Applies to: Denodo 7.0
Last modified on: 10 Dec 2019
Tags: OAuth DF data sources Azure Cloud Blob Storage

Download document

You can translate the document:

Goal

This document describes how to connect to Azure Blob Storage from Denodo Virtual DataPort.

Content

Azure Blob storage is Microsoft's object storage solution for the cloud. Blob storage is optimized for storing massive amounts of unstructured data, such as text or binary data.

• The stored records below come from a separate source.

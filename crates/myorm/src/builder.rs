//! Schema-aware statement builders.
//!
//! Every builder takes the live [`TableSchema`](crate::schema::TableSchema) of
//! its target table, quotes all identifiers and binds every data value to a
//! `?` placeholder. Field lists always follow schema order.
//!
//! ```ignore
//! use myorm::builder::{Select, InsertOptions, insert_one};
//!
//! let query = Select::new()
//!     .filter("status", vec!["new", "open"])
//!     .order_by("created_at", Some(Direction::Desc))
//!     .limit(20)
//!     .build(&schema)?;
//!
//! let query = insert_one(&schema, &entity, InsertOptions::upsert(), Dialect::Modern)?;
//! ```

mod delete;
mod insert;
mod select;
mod update;

pub use delete::{Target, delete_many, delete_one};
pub use insert::{InsertOptions, insert_many, insert_one};
pub use select::Select;
pub use update::{update_many, update_one};

use crate::dialect::{Dialect, UPSERT_ALIAS};
use crate::ident::Ident;
use crate::sql::Sql;

/// Append the `ON DUPLICATE KEY UPDATE` clause for `fields`.
///
/// This is the only place the two upsert dialects diverge.
pub(crate) fn push_upsert_clause(sql: &mut Sql, dialect: Dialect, fields: &[Ident]) {
    let alias = Ident {
        parts: vec![UPSERT_ALIAS.to_string()],
    };

    if dialect == Dialect::Modern {
        sql.push(" AS ").push_ident_ref(&alias);
    }
    sql.push(" ON DUPLICATE KEY UPDATE ");

    for (i, field) in fields.iter().enumerate() {
        if i > 0 {
            sql.push(", ");
        }
        sql.push_ident_ref(field).push(" = ");
        match dialect {
            Dialect::Modern => {
                sql.push_qualified(&alias, field);
            }
            Dialect::Legacy => {
                sql.push("VALUES(").push_ident_ref(field).push(")");
            }
        }
    }
}

#[cfg(test)]
mod tests;
use std::fmt;
use std::time::Duration;

/// The type of SQL operation being performed.
#[derive(Debug, Clone, Copy, PartialEq, Eq)]
pub enum QueryType {
    Select,
    Insert,
    Update,
    Delete,
    /// `DESCRIBE`, `SHOW` and anything else
    Other,
}

impl QueryType {
    /// Classify a statement by its leading keyword, skipping whitespace,
    /// comments and opening parentheses.
    pub fn from_sql(sql: &str) -> Self {
        let head = leading_keyword(sql);
        if head.eq_ignore_ascii_case("SELECT") {
            QueryType::Select
        } else if head.eq_ignore_ascii_case("INSERT") || head.eq_ignore_ascii_case("REPLACE") {
            QueryType::Insert
        } else if head.eq_ignore_ascii_case("UPDATE") {
            QueryType::Update
        } else if head.eq_ignore_ascii_case("DELETE") {
            QueryType::Delete
        } else {
            QueryType::Other
        }
    }

    pub fn is_write(self) -> bool {
        matches!(self, QueryType::Insert | QueryType::Update | QueryType::Delete)
    }
}

/// Skip leading whitespace, `--`/`#` line comments, `/* */` blocks and `(`.
fn skip_prefix(mut s: &str) -> &str {
    loop {
        s = s.trim_start();
        let rest = if s.starts_with("--") || s.starts_with('#') {
            s.find('\n').map_or("", |pos| &s[pos + 1..])
        } else if let Some(body) = s.strip_prefix("/*") {
            body.find("*/").map_or("", |pos| &body[pos + 2..])
        } else if let Some(rest) = s.strip_prefix('(') {
            rest
        } else {
            return s;
        };
        s = rest;
    }
}

fn leading_keyword(sql: &str) -> &str {
    let s = skip_prefix(sql);
    let end = s
        .find(|c: char| !c.is_ascii_alphabetic())
        .unwrap_or(s.len());
    &s[..end]
}

/// The table a statement writes to, reads from or describes.
///
/// Only the first table is reported; joins are not followed. Returns `None`
/// when no table can be found.
pub fn target_table(sql: &str) -> Option<String> {
    let s = skip_prefix(sql);
    let upper = s.to_ascii_uppercase();
    let marker = match QueryType::from_sql(s) {
        QueryType::Select | QueryType::Delete => " FROM ",
        QueryType::Insert => " INTO ",
        QueryType::Update => "UPDATE ",
        QueryType::Other if upper.starts_with("DESCRIBE ") => "DESCRIBE ",
        QueryType::Other => return None,
    };
    let rest = s[upper.find(marker)? + marker.len()..].trim_start();
    let name = match rest.strip_prefix('`') {
        Some(quoted) => &quoted[..quoted.find('`')?],
        None => rest
            .split(|c: char| c.is_whitespace() || c == '(' || c == ',')
            .next()?,
    };
    (!name.is_empty()).then(|| name.to_string())
}

/// What the hooks and monitors know about one statement.
#[derive(Debug, Clone)]
pub struct QueryContext {
    pub sql: String,
    pub param_count: usize,
    pub query_type: QueryType,
    /// First table named by the statement, see [`target_table`].
    pub table: Option<String>,
}

impl QueryContext {
    pub fn new(sql: &str, param_count: usize) -> Self {
        Self {
            sql: sql.to_string(),
            param_count,
            query_type: QueryType::from_sql(sql),
            table: target_table(sql),
        }
    }
}

/// Maximum length for error messages in `QueryResult::Error`.
const MAX_ERROR_LEN: usize = 512;

/// Outcome of a statement, for monitoring purposes.
#[derive(Debug, Clone)]
pub enum QueryResult {
    /// Query returned rows.
    Rows(usize),
    /// Statement affected rows.
    Affected(u64),
    /// Statement failed (message truncated to 512 bytes).
    Error(String),
}

impl QueryResult {
    pub fn error(msg: String) -> Self {
        if msg.len() > MAX_ERROR_LEN {
            let truncated = super::truncate_sql_bytes(&msg, MAX_ERROR_LEN);
            Self::Error(format!("{truncated}..."))
        } else {
            Self::Error(msg)
        }
    }
}

impl fmt::Display for QueryResult {
    fn fmt(&self, f: &mut fmt::Formatter<'_>) -> fmt::Result {
        match self {
            QueryResult::Rows(n) => write!(f, "{n} rows"),
            QueryResult::Affected(n) => write!(f, "{n} affected"),
            QueryResult::Error(e) => write!(f, "error: {e}"),
        }
    }
}

/// Observer of statement execution.
pub trait QueryMonitor: Send + Sync {
    fn on_query_start(&self, _ctx: &QueryContext) {}

    /// Called after a statement completes, successfully or not.
    fn on_query_complete(&self, ctx: &QueryContext, duration: Duration, result: &QueryResult);

    /// Called when a statement exceeds the slow-query threshold.
    fn on_slow_query(&self, _ctx: &QueryContext, _duration: Duration) {}
}

/// What to do after a hook has seen a statement.
#[derive(Debug, Clone, PartialEq, Eq)]
pub enum HookAction {
    Continue,
    /// Refuse to run the statement.
    Abort(String),
}

/// Hook into the statement lifecycle.
pub trait QueryHook: Send + Sync {
    /// Called before a statement is executed.
    fn before_query(&self, ctx: &QueryContext) -> HookAction {
        let _ = ctx;
        HookAction::Continue
    }

    /// Called after a statement completes, before monitors see it.
    fn after_query(&self, _ctx: &QueryContext, _duration: Duration, _result: &QueryResult) {}
}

Virtual DataPort can connect to Azure Blob storage in order to use it as a data source and to import information.

Prerequisites

In order to connect to Azure Blob Storage from the Denodo, the following prerequisites to be performed in the Azure Portal:

  1. Create an App and enable the necessary settings to connect from external applications via the OAuth authentication mechanism.
  2. Create a Storage account for Azure Blob Storage.

Create an App

  • To create the App, navigate to “Azure Active Directory” pane in the Azure Portal and select “App registrations”. Click on “New Registration” and provide the required details.

  • Once the App is created, it provides you the Application ID, Directory ID, and Client ID as shown in the below image:

  • In addition to this, the “Endpoints” tab of the registered App provides you with the endpoint URL with respect to the OAuth version. This URL will be used in the Data Source configuration of the Denodo Platform.

  • The “Authentication” section of the App provides you with the “Redirect URI” as shown in the below image:

  • Make sure to enable the “ID Tokens” option which allows you to use the Client Secret value that is generated next step in the OAuth configuration of the Denodo Platform.

  • Now, navigate to the “Certification & Secrets” tab to create a new Client Secret value. To do so, click on “Certification & Secrets > New client secret” and provide the Description and the Expiration Date.  

  • Then, click on “API permissions” to permit the Azure AD users to access the Azure Storage from the external applications. Once you click on “API permissions > Add permission”, choose “Azure Storage” from the list of APIs and enable the “User impersonation” option.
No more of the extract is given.